Un avión militar estadounidense C-130J Super Hercules aterrizó en el Aeropuerto Internacional de Toluca este 17 de enero.
El avión de las Fuerzas Armadas de Estados Unidos realizó un vuelo autorizado por el Gobierno federal, como parte de actividades de capacitación previamente acordadas entre ambos países. De acuerdo con autoridades federales, las maniobras se llevaron a cabo bajo protocolos establecidos y en apego a los mecanismos de cooperación bilateral, sin que se tratara de un despliegue operativo ni de una acción extraordinaria.
De acuerdo con datos de seguimiento aéreo, la aeronave despegó de la base aérea Dyess AFB, en Estados Unidos, y dejó de mostrar su señal de rastreo en las inmediaciones de Toluca. La plataforma de monitoreo advierte que la ruta visible corresponde a una estimación, por lo que no refleja con precisión el trayecto real del vuelo.


El C-130J, fabricado por Lockheed Martin, porta insignias de las Fuerzas Armadas de Estados Unidos y cuenta con cuatro motores turbohélice de seis palas, fuselaje reforzado y rampa trasera para carga, características que lo convierten en una de las aeronaves más versátiles para despliegues militares y apoyo humanitario en distintos puntos del mundo.

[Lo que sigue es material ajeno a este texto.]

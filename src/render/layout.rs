use std::collections::HashSet;
use thiserror::Error;

use crate::render::backend::GlBackend;

#[derive(Debug, Error, PartialEq, Eq)]
pub enum LayoutError {
    #[error("attribute {location} ends at byte {end}, past the stride of {stride}")]
    AttributeOverflow { location: u32, end: u64, stride: u32 },
    #[error("attribute {location} has a stride of {stride} bytes, more than GL accepts")]
    StrideTooLarge { location: u32, stride: u32 },
    #[error("attribute location {0} declared twice")]
    DuplicateLocation(u32),
    #[error("attribute {location} has {components} components, expected 1..=4")]
    InvalidComponentCount { location: u32, components: u8 },
    #[error("vertex data of {bytes} bytes is not a whole number of {stride}-byte vertices")]
    PartialVertex { bytes: usize, stride: u32 },
}

/// Component type of a vertex attribute as stored in the buffer.
#[derive(Debug, Clone, Copy, PartialEq, Eq)]
pub enum AttribKind {
    Float,
    UnsignedByte,
    Int,
    UnsignedInt,
}

impl AttribKind {
    pub fn size(self) -> usize {
        match self {
            AttribKind::Float | AttribKind::Int | AttribKind::UnsignedInt => 4,
            AttribKind::UnsignedByte => 1,
        }
    }
}

/// One generic vertex attribute: where the vertex shader reads it
/// (`location`) and how to pull it out of an interleaved buffer.
#[derive(Debug, Clone, PartialEq)]
pub struct VertexAttribute {
    pub location: u32,
    pub components: u8,
    pub kind: AttribKind,
    pub normalized: bool,
    /// Bytes between the starts of consecutive vertices.
    pub stride: u32,
    /// Bytes from the start of a vertex to this attribute.
    pub offset: u32,
}

impl VertexAttribute {
    pub fn float(location: u32, components: u8, stride: u32, offset: u32) -> Self {
        Self {
            location,
            components,
            kind: AttribKind::Float,
            normalized: false,
            stride,
            offset,
        }
    }

    /// Byte just past the last component of this attribute within a vertex.
    /// Computed in `u64` so offsets near `u32::MAX` cannot wrap.
    pub fn end(&self) -> u64 {
        u64::from(self.offset) + u64::from(self.components) * self.kind.size() as u64
    }

    fn validate(&self) -> Result<(), LayoutError> {
        if !(1..=4).contains(&self.components) {
            return Err(LayoutError::InvalidComponentCount {
                location: self.location,
                components: self.components,
            });
        }
        if self.stride > i32::MAX as u32 {
            return Err(LayoutError::StrideTooLarge {
                location: self.location,
                stride: self.stride,
            });
        }
        if self.end() > u64::from(self.stride) {
            return Err(LayoutError::AttributeOverflow {
                location: self.location,
                end: self.end(),
                stride: self.stride,
            });
        }
        Ok(())
    }
}

/// Ordered attribute list describing one interleaved vertex format.
///
/// The layout holds no GL state. [`VertexLayout::apply`] writes it into
/// whatever vertex array and vertex buffer are bound at the time, and may be
/// repeated with the same result.
#[derive(Debug, Clone, PartialEq)]
pub struct VertexLayout {
    attributes: Vec<VertexAttribute>,
}

impl VertexLayout {
    pub fn new(attributes: Vec<VertexAttribute>) -> Result<Self, LayoutError> {
        let mut seen = HashSet::new();
        for attribute in &attributes {
            attribute.validate()?;
            if !seen.insert(attribute.location) {
                return Err(LayoutError::DuplicateLocation(attribute.location));
            }
        }
        Ok(Self { attributes })
    }

    /// Tightly packed `f32` attributes, in the given order, sharing one stride.
    ///
    /// `interleaved_f32(&[(0, 3), (1, 3), (2, 2)])` is position + color + uv
    /// with offsets 0/12/24 and a stride of 32.
    pub fn interleaved_f32(attributes: &[(u32, u8)]) -> Result<Self, LayoutError> {
        let float = AttribKind::Float.size() as u32;
        let stride = attributes
            .iter()
            .map(|&(_, components)| components as u32 * float)
            .sum();

        let mut offset = 0;
        let mut described = Vec::with_capacity(attributes.len());
        for &(location, components) in attributes {
            described.push(VertexAttribute::float(location, components, stride, offset));
            offset += components as u32 * float;
        }
        Self::new(described)
    }

    pub fn attributes(&self) -> &[VertexAttribute] {
        &self.attributes
    }

    /// Largest stride among the attributes, i.e. the size of one vertex.
    pub fn stride(&self) -> u32 {
        self.attributes
            .iter()
            .map(|attribute| attribute.stride)
            .max()
            .unwrap_or(0)
    }

    /// Number of whole vertices in `bytes` of vertex data.
    pub fn vertex_count(&self, bytes: usize) -> Result<usize, LayoutError> {
        let stride = self.stride();
        if stride == 0 || bytes % stride as usize != 0 {
            return Err(LayoutError::PartialVertex { bytes, stride });
        }
        Ok(bytes / stride as usize)
    }

    /// Points each attribute at the bound vertex buffer and enables it in the
    /// bound vertex array.
    pub fn apply<B: GlBackend>(&self, gl: &B) {
        for attribute in &self.attributes {
            debug_assert!(
                attribute.validate().is_ok(),
                "malformed vertex attribute {:?}",
                attribute
            );
            gl.vertex_attrib_pointer(attribute);
            gl.enable_vertex_attrib_array(attribute.location);
        }
    }
}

La presencia de aeronaves militares estadounidenses en aeropuertos civiles de México no es inédita y suele estar vinculada a operaciones logísticas, traslados de personal, mantenimiento técnico o misiones de cooperación bilateral, especialmente en materia de asistencia humanitaria y seguridad. Estos movimientos se enmarcan en acuerdos existentes entre ambos países y no implican, por sí mismos, un despliegue operativo. En este caso, hasta que exista una versión oficial, el aterrizaje del C-130J en Toluca debe interpretarse como un vuelo logístico más dentro de la colaboración regular entre México y Estados Unidos.

El C-130J Super Hercules es reconocido a nivel mundial por su capacidad para operar en pistas cortas y transportar personal, equipo o ayuda humanitaria en escenarios complejos.
El aterrizaje ocurre además después de la llamada telefónica que sostuvieron, la semana pasada, la presidenta Claudia Sheinbaum y su homólogo estadounidense, Donald Trump, en la que ambos mandatarios revisaron temas de seguridad, comercio y cooperación bilateral bajo el principio de respeto a la soberanía. En esa conversación, Trump reconoció los avances de México en la reducción del tráfico de fentanilo y ambos gobiernos acordaron mantener coordinación operativa —sin subordinación— a través del Grupo de Implementación de Seguridad. Aunque no existe información que vincule directamente esta visita aérea con ese diálogo, el contexto bilateral ayuda a entender el ambiente de cooperación que actualmente marca la relación entre ambos países.